RE: Idle Hook/Power-Down Race ConditionPosted by Richard Damon on July 21, 2009 I suppose it depends a bit on the form of sleep you are going into, but if the sleep instruction is in the idle hook, then when the key click happens the foreground task should preempt the idle task to do its operation, and when it finishes then the CPU can go to sleep.
If you can't use preemption, then you need to disable the interrupts while you check and prepare for sleeping, and end with re-enabling the interrupts and going to sleep as an effectively atomic operation where any pending interrupt occurs during the sleep waking the processor back up.
RE: Idle Hook/Power-Down Race ConditionPosted by jdabbs003 on July 22, 2009 The solution for this CPU was to put the idle hook routine in RAM, which is basically one instruction (sleep or halt) followed by a return. There is another routine that modules can call to say whether or not they are ready to sleep. If all modules "can sleep" then the routine re-writes the 1st instruction of the idle hook with SLEEP. If any modules can't sleep then the routine re-writes the 1st instruction with HALT. So, if the idle hook is just about to sleep and then an interrupt happens and sleep isn't possible, the instruction is changed and sleep doesn't happen after all.
This is not a solution for all CPU's. AVR and PIC couldn't do this. CPU's with high-performance pipelines or instruction caches might not be able to do it. Richard Damon's interlocked "sleep + enable interrupt" instruction would be a much simpler solution. It's just that my CPU (S1C33) doesn't have such an instruction, although fortunately it can execute from RAM.
RE: Idle Hook/Power-Down Race ConditionPosted by Richard Damon on July 22, 2009 I don't know of any with that specific instruction, but on some cpus, the enable interrupt instruction will not reenable interrupts until the next instruction get put in the pipeline, so that works.
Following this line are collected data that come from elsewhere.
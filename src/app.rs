//! Application shell: wires storage, client, session and UI components
//! together and renders the page for the current location.

use std::sync::Arc;

use serde::Serialize;
use tokio::sync::Mutex;

use crate::api::client::ApiClient;
use crate::api::transport::{HttpTransport, Transport};
use crate::config::AppConfig;
use crate::error::ClientError;
use crate::storage::{FileStorage, Storage};
use crate::store::cache::QueryClient;
use crate::store::session::{access_token_atom, Session};
use crate::types::LoginRequest;
use crate::ui::layout::{header_for, HeaderView, MenuItem};
use crate::ui::login::{redirect_if_authenticated, LoginContext, LoginForm, LoginPhase, LoginView};
use crate::ui::router::{Navigator, Route, LOGIN_PATH};
use crate::ui::storefront::{Storefront, StorefrontView};
use crate::ui::toaster::{Toast, Toaster};

#[derive(Debug, Clone, PartialEq, Serialize)]
#[serde(tag = "page", rename_all = "snake_case")]
pub enum PageBody {
    Storefront(StorefrontView),
    Login(LoginView),
    NotFound { path: String },
}

/// Everything visible for one location
#[derive(Debug, Clone, PartialEq, Serialize)]
pub struct Page {
    pub pathname: String,
    pub route: Route,
    pub dark_mode: bool,
    pub header: Option<HeaderView>,
    pub body: PageBody,
    pub notifications: Vec<Toast>,
}

pub struct App {
    config: AppConfig,
    client: ApiClient,
    queries: QueryClient,
    session: Session,
    navigator: Navigator,
    toaster: Toaster,
    login: Mutex<LoginForm>,
    storefront: Mutex<Option<Storefront>>,
}

impl App {
    pub fn new(
        config: AppConfig,
        storage: Arc<dyn Storage>,
        transport: Arc<dyn Transport>,
    ) -> Result<Self, ClientError> {
        let access_token = access_token_atom(storage.clone());
        let client = ApiClient::from_config(&config, transport, Arc::new(access_token.clone()))?;
        let queries = QueryClient::new(config.query.stale_time());
        let session = Session::new(storage, access_token, &client, &queries);

        tracing::debug!(base_url = %client.base_url(), "app initialized");
        Ok(Self {
            config,
            client,
            queries,
            session,
            navigator: Navigator::default(),
            toaster: Toaster::default(),
            login: Mutex::new(LoginForm::new()),
            storefront: Mutex::new(None),
        })
    }

    /// File-backed storage and the HTTP transport
    pub fn from_config(config: AppConfig) -> Result<Self, ClientError> {
        let storage = FileStorage::from_config(&config)?;
        tracing::debug!(path = %storage.path().display(), "using storage file");
        Self::new(config, Arc::new(storage), Arc::new(HttpTransport::new()))
    }

    pub fn config(&self) -> &AppConfig {
        &self.config
    }

    pub fn client(&self) -> &ApiClient {
        &self.client
    }

    pub fn queries(&self) -> &QueryClient {
        &self.queries
    }

    pub fn session(&self) -> &Session {
        &self.session
    }

    pub fn navigator(&self) -> &Navigator {
        &self.navigator
    }

    pub fn toaster(&self) -> &Toaster {
        &self.toaster
    }

    pub async fn health(&self) -> Result<bool, ClientError> {
        self.client.health_check().await
    }

    pub async fn visit(&self, path: &str) -> Page {
        self.navigator.navigate(path);
        self.render().await
    }

    pub async fn render(&self) -> Page {
        let user = self.session.load_current_user().await;
        if self.navigator.route() == Route::Login {
            redirect_if_authenticated(&user, &self.navigator);
        }

        let pathname = self.navigator.pathname();
        let route = Route::resolve(&pathname);
        let shown_user = self.session.display_user(&user);
        let header = header_for(&pathname, shown_user.as_ref());

        let body = match route {
            Route::Storefront => {
                let mut slot = self.storefront.lock().await;
                let storefront = slot
                    .get_or_insert_with(|| Storefront::mount(&self.client, &self.queries, &self.session));
                PageBody::Storefront(storefront.render().await)
            }
            Route::Login => {
                self.unmount_storefront().await;
                PageBody::Login(self.login.lock().await.view())
            }
            Route::NotFound => {
                self.unmount_storefront().await;
                PageBody::NotFound {
                    path: pathname.clone(),
                }
            }
        };

        Page {
            pathname,
            route,
            dark_mode: self.session.dark_mode.get(),
            header,
            body,
            notifications: self.toaster.active(),
        }
    }

    /// Fill in and submit the login form
    pub async fn submit_login(&self, credentials: LoginRequest) -> LoginPhase {
        let mut form = self.login.lock().await;
        form.set_username(credentials.username);
        form.set_password(credentials.password);
        form.set_scope(credentials.scope);

        let ctx = LoginContext {
            client: &self.client,
            session: &self.session,
            navigator: &self.navigator,
            toaster: &self.toaster,
        };
        form.submit(&ctx).await
    }

    pub async fn logout(&self) -> Result<(), ClientError> {
        self.session.logout().await?;
        Ok(())
    }

    pub async fn select_menu_item(&self, item: MenuItem) -> Result<(), ClientError> {
        match item {
            MenuItem::Logout => self.logout().await,
            MenuItem::Settings => {
                tracing::debug!("settings selected");
                Ok(())
            }
        }
    }

    pub fn click_guest_avatar(&self) {
        self.navigator.navigate(LOGIN_PATH);
    }

    async fn unmount_storefront(&self) {
        if self.storefront.lock().await.take().is_some() {
            tracing::debug!("unmounted storefront");
        }
    }
}

#[cfg(test)]
mod tests {
    use super::*;
    use crate::api::client::{LOGIN_ACCESS_TOKEN_PATH, PRODUCTS_PATH, REVIEWS_PATH, USERS_ME_PATH};
    use crate::storage::{MemoryStorage, ACCESS_TOKEN_KEY, CURRENT_USER_KEY};
    use crate::testing::{products_body, reviews_body, sample_product, sample_user, ScriptedTransport};
    use crate::ui::layout::Avatar;
    use crate::ui::router::HOME_PATH;
    use reqwest::Method;
    use rust_decimal::Decimal;
    use serde_json::json;

    fn app(token: Option<&str>) -> (Arc<ScriptedTransport>, Arc<MemoryStorage>, App) {
        let storage = MemoryStorage::shared();
        if let Some(token) = token {
            storage.set_item(ACCESS_TOKEN_KEY, json!(token)).unwrap();
        }
        let transport = ScriptedTransport::shared();
        let app = App::new(
            AppConfig::with_base_url("http://api.test"),
            storage.clone(),
            transport.clone(),
        )
        .unwrap();
        (transport, storage, app)
    }

    #[tokio::test]
    async fn test_guest_storefront() {
        let (transport, _, app) = app(None);
        let product = sample_product("Espresso", Decimal::new(1250, 2));
        transport.respond(Method::GET, PRODUCTS_PATH, 200, products_body(&[product]));
        transport.respond(Method::GET, REVIEWS_PATH, 200, reviews_body(&[]));

        let page = app.visit("/").await;

        assert_eq!(page.route, Route::Storefront);
        assert_eq!(page.header.unwrap().avatar, Avatar::Guest { href: LOGIN_PATH });
        assert!(matches!(page.body, PageBody::Storefront(_)));
        assert!(!page.dark_mode);
    }

    #[tokio::test]
    async fn test_login_page_has_no_header() {
        let (_, _, app) = app(None);
        let page = app.visit("/login").await;

        assert_eq!(page.route, Route::Login);
        assert!(page.header.is_none());
        assert!(matches!(page.body, PageBody::Login(_)));
    }

    #[tokio::test]
    async fn test_authenticated_visitor_redirected_from_login() {
        let (transport, _, app) = app(Some("abc"));
        transport.respond(Method::GET, USERS_ME_PATH, 200, json!(sample_user("Ada Lovelace")));

        let page = app.visit("/login").await;

        assert_eq!(page.pathname, HOME_PATH);
        assert_eq!(page.route, Route::Storefront);
        match page.header.unwrap().avatar {
            Avatar::User { name, .. } => assert_eq!(name, "Ada Lovelace"),
            other => panic!("expected user avatar, got {:?}", other),
        }
    }

    #[tokio::test]
    async fn test_login_then_logout() {
        let (transport, storage, app) = app(None);
        transport.respond(
            Method::POST,
            LOGIN_ACCESS_TOKEN_PATH,
            200,
            json!({"access_token": "jwt-123", "token_type": "bearer"}),
        );
        transport.respond(Method::GET, USERS_ME_PATH, 200, json!(sample_user("Ada Lovelace")));

        app.click_guest_avatar();
        let phase = app
            .submit_login(LoginRequest::new("alice@example.com", "correct-horse"))
            .await;
        assert_eq!(phase, LoginPhase::Succeeded);

        let page = app.render().await;
        assert_eq!(page.pathname, HOME_PATH);
        assert!(matches!(page.header.unwrap().avatar, Avatar::User { .. }));

        app.select_menu_item(MenuItem::Logout).await.unwrap();
        assert!(storage.get_item(ACCESS_TOKEN_KEY).unwrap().is_none());
        let page = app.render().await;
        assert_eq!(page.header.unwrap().avatar, Avatar::Guest { href: LOGIN_PATH });
    }

    #[tokio::test]
    async fn test_header_keeps_cached_user_when_offline() {
        let (transport, storage, app) = app(Some("abc"));
        transport.respond(Method::GET, USERS_ME_PATH, 200, json!(sample_user("Ada Lovelace")));
        app.visit("/cart").await;
        assert!(storage.get_item(CURRENT_USER_KEY).unwrap().is_some());

        // Same storage, but the API can no longer be reached
        let offline = App::new(
            AppConfig::with_base_url("http://api.test"),
            storage.clone(),
            ScriptedTransport::shared(),
        )
        .unwrap();
        let page = offline.visit("/cart").await;

        match page.header.unwrap().avatar {
            Avatar::User { name, .. } => assert_eq!(name, "Ada Lovelace"),
            other => panic!("expected user avatar, got {:?}", other),
        }
    }

    #[tokio::test]
    async fn test_unknown_path() {
        let (_, _, app) = app(None);
        let page = app.visit("/cart").await;

        assert_eq!(page.body, PageBody::NotFound { path: "/cart".to_string() });
        assert!(page.header.is_some());
    }
}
If you are not using preemption, then the wait for the next interrupt to wake you from the sleep (like a timer tick) may be unavoidable. If you are going into a deep sleep where the timer isn't going to be working you are going to need something like the interlock trick I was describing or the code modification trick described or live with a small window with the chance of sleeping when you have something to do.